» Goal of the exercise:
The listing needs restating word for word.

» Input material:
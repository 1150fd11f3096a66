//! Stream header and frame record types

use std::fmt;

use crate::image_pipeline::common::error::{Result, SequenceError};

/// Bytes per pixel sample in raw payloads and on the canvas.
pub const SAMPLE_BYTES: usize = 2;

/// Stream header flag: frames carry embedded ROI metadata.
pub const FLAG_HAS_METADATA: u8 = 0x01;

/// Ordinal stream format version. All version-dependent behavior is gated with
/// `>=` so newer versions keep every older field.
#[derive(Debug, Clone, Copy, PartialEq, Eq, PartialOrd, Ord, Hash, Default)]
pub struct StreamVersion(pub u16);

impl StreamVersion {
    pub const V1: Self = Self(1);
    pub const V2: Self = Self(2);
    pub const V3: Self = Self(3);
    pub const V4: Self = Self(4);
}

impl fmt::Display for StreamVersion {
    fn fmt(&self, f: &mut fmt::Formatter<'_>) -> fmt::Result {
        write!(f, "V{}", self.0)
    }
}

/// Unit of the exposure time values, as reported by the camera.
#[derive(Debug, Clone, Copy, PartialEq, Eq, Default)]
pub struct ExposureResolution(pub u32);

impl ExposureResolution {
    pub const MILLISECONDS: Self = Self(0);
    pub const MICROSECONDS: Self = Self(1);
    pub const SECONDS: Self = Self(2);

    /// Unit suffix, or `None` for codes this crate does not know.
    pub fn unit(self) -> Option<&'static str> {
        match self {
            Self::MICROSECONDS => Some("us"),
            Self::MILLISECONDS => Some("ms"),
            Self::SECONDS => Some("s"),
            _ => None,
        }
    }
}

/// Sensor region: inclusive start/end coordinates and a binning factor per axis.
#[derive(Debug, Clone, Copy, PartialEq, Eq, Default)]
pub struct Region {
    pub s1: u16,
    pub s2: u16,
    pub sbin: u16,
    pub p1: u16,
    pub p2: u16,
    pub pbin: u16,
}

impl Region {
    /// Region covering `width` x `height` pixels from the origin without binning.
    pub fn full(width: u16, height: u16) -> Self {
        Self {
            s1: 0,
            s2: width.saturating_sub(1),
            sbin: 1,
            p1: 0,
            p2: height.saturating_sub(1),
            pbin: 1,
        }
    }

    /// Post-binning width; zero for an inverted range or zero binning.
    pub fn width(&self) -> usize {
        binned_extent(self.s1, self.s2, self.sbin)
    }

    /// Post-binning height; zero for an inverted range or zero binning.
    pub fn height(&self) -> usize {
        binned_extent(self.p1, self.p2, self.pbin)
    }

    pub fn is_well_formed(&self) -> bool {
        self.sbin != 0 && self.pbin != 0 && self.s1 <= self.s2 && self.p1 <= self.p2
    }
}

impl fmt::Display for Region {
    fn fmt(&self, f: &mut fmt::Formatter<'_>) -> fmt::Result {
        write!(
            f,
            "[{},{},{},{},{},{}]",
            self.s1, self.s2, self.sbin, self.p1, self.p2, self.pbin
        )
    }
}

fn binned_extent(start: u16, end: u16, bin: u16) -> usize {
    if bin == 0 || end < start {
        return 0;
    }
    (end as usize - start as usize + 1) / bin as usize
}

/// Sequence-wide descriptor, fixed for the life of a writer.
#[derive(Debug, Clone, PartialEq, Eq, Default)]
pub struct StreamHeader {
    pub version: StreamVersion,
    /// Number of frames the sequence declares up front.
    pub frame_count: u32,
    pub bit_depth: u16,
    pub region: Region,
    pub exposure_resolution: ExposureResolution,
    pub color_mask: u8,
    pub flags: u8,
    /// Size of one raw frame buffer in bytes; 0 derives it from the region.
    pub frame_size: u32,
}

impl StreamHeader {
    pub fn width(&self) -> usize {
        self.region.width()
    }

    pub fn height(&self) -> usize {
        self.region.height()
    }

    pub fn has_metadata(&self) -> bool {
        self.flags & FLAG_HAS_METADATA != 0
    }

    /// Whether frames are decoded and recomposed rather than passed through.
    pub fn recomposes(&self) -> bool {
        self.version >= StreamVersion::V3 && self.has_metadata()
    }

    /// Number of samples in a full frame.
    pub fn canvas_len(&self) -> usize {
        self.width() * self.height()
    }

    pub fn canvas_bytes(&self) -> usize {
        self.canvas_len() * SAMPLE_BYTES
    }

    pub fn raw_frame_bytes(&self) -> u64 {
        if self.frame_size != 0 {
            self.frame_size as u64
        } else {
            self.canvas_bytes() as u64
        }
    }

    /// Raw bytes of the whole declared sequence.
    pub fn total_raw_bytes(&self) -> u64 {
        self.raw_frame_bytes() * self.frame_count as u64
    }

    /// Largest sample value representable at the stream's bit depth.
    pub fn max_sample_value(&self) -> u16 {
        match self.bit_depth {
            0 => 0,
            depth if depth >= 16 => u16::MAX,
            depth => (1u16 << depth) - 1,
        }
    }

    pub fn validate(&self) -> Result<()> {
        if !self.region.is_well_formed() || self.width() == 0 || self.height() == 0 {
            return Err(SequenceError::Configuration(format!(
                "region {} yields an empty frame",
                self.region
            )));
        }
        if !(1..=16).contains(&self.bit_depth) {
            return Err(SequenceError::Configuration(format!(
                "bit depth {} is outside 1..=16",
                self.bit_depth
            )));
        }
        Ok(())
    }
}

/// Per-frame acquisition record accompanying a raw buffer.
#[derive(Debug, Clone, Copy, PartialEq, Eq, Default)]
pub struct FrameRecord {
    pub frame_number: u32,
    pub readout_time: u32,
    pub exposure_time: u32,
    pub bof_time: u32,
    pub eof_time: u32,
    pub roi_count: u16,
    pub bof_time_high: u32,
    pub eof_time_high: u32,
}

impl FrameRecord {
    /// Beginning-of-frame time in microseconds. The high part only exists from V4 on.
    pub fn bof_time_us(&self, version: StreamVersion) -> u64 {
        widen(self.bof_time, self.bof_time_high, version)
    }

    /// End-of-frame time in microseconds. The high part only exists from V4 on.
    pub fn eof_time_us(&self, version: StreamVersion) -> u64 {
        widen(self.eof_time, self.eof_time_high, version)
    }
}

fn widen(low: u32, high: u32, version: StreamVersion) -> u64 {
    if version >= StreamVersion::V4 {
        ((high as u64) << 32) | low as u64
    } else {
        low as u64
    }
}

» Response to the exercise:
repository 1150fd11f3096a66
//! Stream header and frame record types

use std::fmt;

use crate::image_pipeline::common::error::{Result, SequenceError};

/// Bytes per pixel sample in raw payloads and on the canvas.
pub const SAMPLE_BYTES: usize = 2;

/// Stream header flag: frames carry embedded ROI metadata.
pub const FLAG_HAS_METADATA: u8 = 0x01;

/// Ordinal stream format version. All version-dependent behavior is gated with
/// `>=` so newer versions keep every older field.
#[derive(Debug, Clone, Copy, PartialEq, Eq, PartialOrd, Ord, Hash, Default)]
pub struct StreamVersion(pub u16);

impl StreamVersion {
    pub const V1: Self = Self(1);
    pub const V2: Self = Self(2);
    pub const V3: Self = Self(3);
    pub const V4: Self = Self(4);
}

impl fmt::Display for StreamVersion {
    fn fmt(&self, f: &mut fmt::Formatter<'_>) -> fmt::Result {
        write!(f, "V{}", self.0)
    }
}

/// Unit of the exposure time values, as reported by the camera.
#[derive(Debug, Clone, Copy, PartialEq, Eq, Default)]
pub struct ExposureResolution(pub u32);

impl ExposureResolution {
    pub const MILLISECONDS: Self = Self(0);
    pub const MICROSECONDS: Self = Self(1);
    pub const SECONDS: Self = Self(2);

    /// Unit suffix, or `None` for codes this crate does not know.
    pub fn unit(self) -> Option<&'static str> {
        match self {
            Self::MICROSECONDS => Some("us"),
            Self::MILLISECONDS => Some("ms"),
            Self::SECONDS => Some("s"),
            _ => None,
        }
    }
}

/// Sensor region: inclusive start/end coordinates and a binning factor per axis.
#[derive(Debug, Clone, Copy, PartialEq, Eq, Default)]
pub struct Region {
    pub s1: u16,
    pub s2: u16,
    pub sbin: u16,
    pub p1: u16,
    pub p2: u16,
    pub pbin: u16,
}

impl Region {
    /// Region covering `width` x `height` pixels from the origin without binning.
    pub fn full(width: u16, height: u16) -> Self {
        Self {
            s1: 0,
            s2: width.saturating_sub(1),
            sbin: 1,
            p1: 0,
            p2: height.saturating_sub(1),
            pbin: 1,
        }
    }

    /// Post-binning width; zero for an inverted range or zero binning.
    pub fn width(&self) -> usize {
        binned_extent(self.s1, self.s2, self.sbin)
    }

    /// Post-binning height; zero for an inverted range or zero binning.
    pub fn height(&self) -> usize {
        binned_extent(self.p1, self.p2, self.pbin)
    }

    pub fn is_well_formed(&self) -> bool {
        self.sbin != 0 && self.pbin != 0 && self.s1 <= self.s2 && self.p1 <= self.p2
    }
}

impl fmt::Display for Region {
    fn fmt(&self, f: &mut fmt::Formatter<'_>) -> fmt::Result {
        write!(
            f,
            "[{},{},{},{},{},{}]",
            self.s1, self.s2, self.sbin, self.p1, self.p2, self.pbin
        )
    }
}

fn binned_extent(start: u16, end: u16, bin: u16) -> usize {
    if bin == 0 || end < start {
        return 0;
    }
    (end as usize - start as usize + 1) / bin as usize
}

/// Sequence-wide descriptor, fixed for the life of a writer.
#[derive(Debug, Clone, PartialEq, Eq, Default)]
pub struct StreamHeader {
    pub version: StreamVersion,
    /// Number of frames the sequence declares up front.
    pub frame_count: u32,
    pub bit_depth: u16,
    pub region: Region,
    pub exposure_resolution: ExposureResolution,
    pub color_mask: u8,
    pub flags: u8,
    /// Size of one raw frame buffer in bytes; 0 derives it from the region.
    pub frame_size: u32,
}

impl StreamHeader {
    pub fn width(&self) -> usize {
        self.region.width()
    }

    pub fn height(&self) -> usize {
        self.region.height()
    }

    pub fn has_metadata(&self) -> bool {
        self.flags & FLAG_HAS_METADATA != 0
    }

    /// Whether frames are decoded and recomposed rather than passed through.
    pub fn recomposes(&self) -> bool {
        self.version >= StreamVersion::V3 && self.has_metadata()
    }

    /// Number of samples in a full frame.
    pub fn canvas_len(&self) -> usize {
        self.width() * self.height()
    }

    pub fn canvas_bytes(&self) -> usize {
        self.canvas_len() * SAMPLE_BYTES
    }

    pub fn raw_frame_bytes(&self) -> u64 {
        if self.frame_size != 0 {
            self.frame_size as u64
        } else {
            self.canvas_bytes() as u64
        }
    }

    /// Raw bytes of the whole declared sequence.
    pub fn total_raw_bytes(&self) -> u64 {
        self.raw_frame_bytes() * self.frame_count as u64
    }

    /// Largest sample value representable at the stream's bit depth.
    pub fn max_sample_value(&self) -> u16 {
        match self.bit_depth {
            0 => 0,
            depth if depth >= 16 => u16::MAX,
            depth => (1u16 << depth) - 1,
        }
    }

    pub fn validate(&self) -> Result<()> {
        if !self.region.is_well_formed() || self.width() == 0 || self.height() == 0 {
            return Err(SequenceError::Configuration(format!(
                "region {} yields an empty frame",
                self.region
            )));
        }
        if !(1..=16).contains(&self.bit_depth) {
            return Err(SequenceError::Configuration(format!(
                "bit depth {} is outside 1..=16",
                self.bit_depth
            )));
        }
        Ok(())
    }
}

/// Per-frame acquisition record accompanying a raw buffer.
#[derive(Debug, Clone, Copy, PartialEq, Eq, Default)]
pub struct FrameRecord {
    pub frame_number: u32,
    pub readout_time: u32,
    pub exposure_time: u32,
    pub bof_time: u32,
    pub eof_time: u32,
    pub roi_count: u16,
    pub bof_time_high: u32,
    pub eof_time_high: u32,
}

impl FrameRecord {
    /// Beginning-of-frame time in microseconds. The high part only exists from V4 on.
    pub fn bof_time_us(&self, version: StreamVersion) -> u64 {
        widen(self.bof_time, self.bof_time_high, version)
    }

    /// End-of-frame time in microseconds. The high part only exists from V4 on.
    pub fn eof_time_us(&self, version: StreamVersion) -> u64 {
        widen(self.eof_time, self.eof_time_high, version)
    }
}

fn widen(low: u32, high: u32, version: StreamVersion) -> u64 {
    if version >= StreamVersion::V4 {
        ((high as u64) << 32) | low as u64
    } else {
        low as u64
    }
}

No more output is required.